Despite the fighting and the screaming and the blustering, Kate is a fairly simple character. She wants to be loved, first by her father then by her husband, Petruchio. Her motivation is simple, then--love.
She doesn't stand a chance of being loved by her father, and not because he's bad but because he's weak. He's been duped (taken in) by the rather shallow and simpering love Bianca shows him, and there's just no room for Kate. In order to get some attention from him, she has become a violent, unpredictable shrew. She can't "out-nice" her younger sister, so she turns mean and vindictive in hopes of capturing her father's interest. The plan backfires, of course, as he is not a strong man and is actually afraid of her. When she does meet a strong man worthy of loving, though, her tactics do work.
When she is faced with the whirlwind that is Petruchio, she only has those behaviors as her defenses. She barks and blusters and bites, assuming he'll shy away from her like all the other people in her life have done. Instead, he stays--admittedly, for all the wrong reasons for 99% of the play, but he stays. Eventually she realizes her husband is someone she can love and respect--if she "trains" him correctly. It is this give and take, this tension, that motivates her to win him. And she does.

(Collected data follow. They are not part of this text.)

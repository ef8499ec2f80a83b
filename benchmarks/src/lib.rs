//! Shared setup helpers for rein-collide benchmarks.
//!
//! ## Running
//!
//! Wall-clock (criterion):
//!   cargo bench --manifest-path benchmarks/Cargo.toml --bench collision
//!
//! Instruction counts (iai-callgrind, requires valgrind):
//!   cargo install iai-callgrind-runner
//!   cargo bench --manifest-path benchmarks/Cargo.toml --bench collision_iai

use std::sync::Arc;

use glam::{Mat4, Quat, Vec3};
use rein_collide::geometry::Triangle;
use rein_collide::mesh::{BvhStopCriteria, CollisionMesh, MeshGeometry};
use rein_collide::{CollisionConfig, CollisionWorld, Transform, TransformId};

/// Deterministic xorshift so runs are comparable.
pub struct Rng(u32);

impl Rng {
    pub fn new(seed: u32) -> Self {
        Self(seed.max(1))
    }

    /// Uniform in [0, 1).
    pub fn next_f32(&mut self) -> f32 {
        self.0 ^= self.0 << 13;
        self.0 ^= self.0 >> 17;
        self.0 ^= self.0 << 5;
        (self.0 >> 8) as f32 / (1u32 << 24) as f32
    }

    pub fn range(&mut self, lo: f32, hi: f32) -> f32 {
        lo + (hi - lo) * self.next_f32()
    }

    pub fn vec3(&mut self, extent: f32) -> Vec3 {
        Vec3::new(
            self.range(-extent, extent),
            self.range(-extent, extent),
            self.range(-extent, extent),
        )
    }
}

/// A UV sphere of radius 0.5 with `rings * segments * 2` triangles.
pub fn uv_sphere(rings: u32, segments: u32) -> MeshGeometry {
    let mut positions = Vec::new();
    for r in 0..=rings {
        let phi = std::f32::consts::PI * r as f32 / rings as f32;
        for s in 0..=segments {
            let theta = std::f32::consts::TAU * s as f32 / segments as f32;
            positions.push(
                Vec3::new(
                    phi.sin() * theta.cos(),
                    phi.cos(),
                    phi.sin() * theta.sin(),
                ) * 0.5,
            );
        }
    }
    let stride = segments + 1;
    let mut indices = Vec::new();
    for r in 0..rings {
        for s in 0..segments {
            let i0 = r * stride + s;
            let i1 = i0 + stride;
            indices.push([i0, i1, i0 + 1]);
            indices.push([i0 + 1, i1, i1 + 1]);
        }
    }
    // every index is in range by construction
    match MeshGeometry::new(positions, indices) {
        Ok(mesh) => mesh,
        Err(e) => panic!("uv sphere: {e}"),
    }
}

pub fn sphere_mesh(rings: u32, segments: u32) -> Arc<CollisionMesh> {
    Arc::new(CollisionMesh::new(
        uv_sphere(rings, segments),
        BvhStopCriteria::default(),
    ))
}

/// `n` random triangles inside a cube of half-extent `extent`.
pub fn random_triangles(rng: &mut Rng, n: usize, extent: f32, size: f32) -> Vec<Triangle> {
    (0..n)
        .map(|_| {
            let base = rng.vec3(extent);
            Triangle::new(base, base + rng.vec3(size), base + rng.vec3(size))
        })
        .collect()
}

/// `n` spheres scattered through a cube whose density grows as `extent` shrinks.
pub fn setup_world(
    n: usize,
    extent: f32,
    mesh: &Arc<CollisionMesh>,
) -> anyhow::Result<(CollisionWorld, Vec<TransformId>)> {
    let mut world = CollisionWorld::new(CollisionConfig::default())?;
    let mut rng = Rng::new(0x5eed);
    let mut transforms = Vec::with_capacity(n);
    for _ in 0..n {
        let t = world.add_transform(
            Transform::from_position(rng.vec3(extent))
                .with_rotation(Quat::from_rotation_y(rng.range(0.0, 6.28))),
        )?;
        world.spawn(mesh.clone(), t)?;
        transforms.push(t);
    }
    // settle spawns so benches measure steady-state ticks
    world.tick()?;
    Ok((world, transforms))
}

/// Offset a model matrix by `x` along X.
pub fn shifted(x: f32) -> Mat4 {
    Mat4::from_translation(Vec3::new(x, 0.0, 0.0))
}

Her shrewishness eventually looks like subservience, but it's all part of her plan to win her husband's love.
Kate is not content to be subservient; however, she is content to let Petruchio think she is in order to gain his love. Her motivation grows out of desperation in the beginning, but she understands this is a man worthy of her affection and is willing to do what it takes--even make herself look foolish--to attain that goal.
I like Kate, though not everyone does. Perhaps if I didn't I'd say she was a shrew; instead, though, I say she acted shrewish because it was the only way she could win the attention and affection of her father and the love of her husband.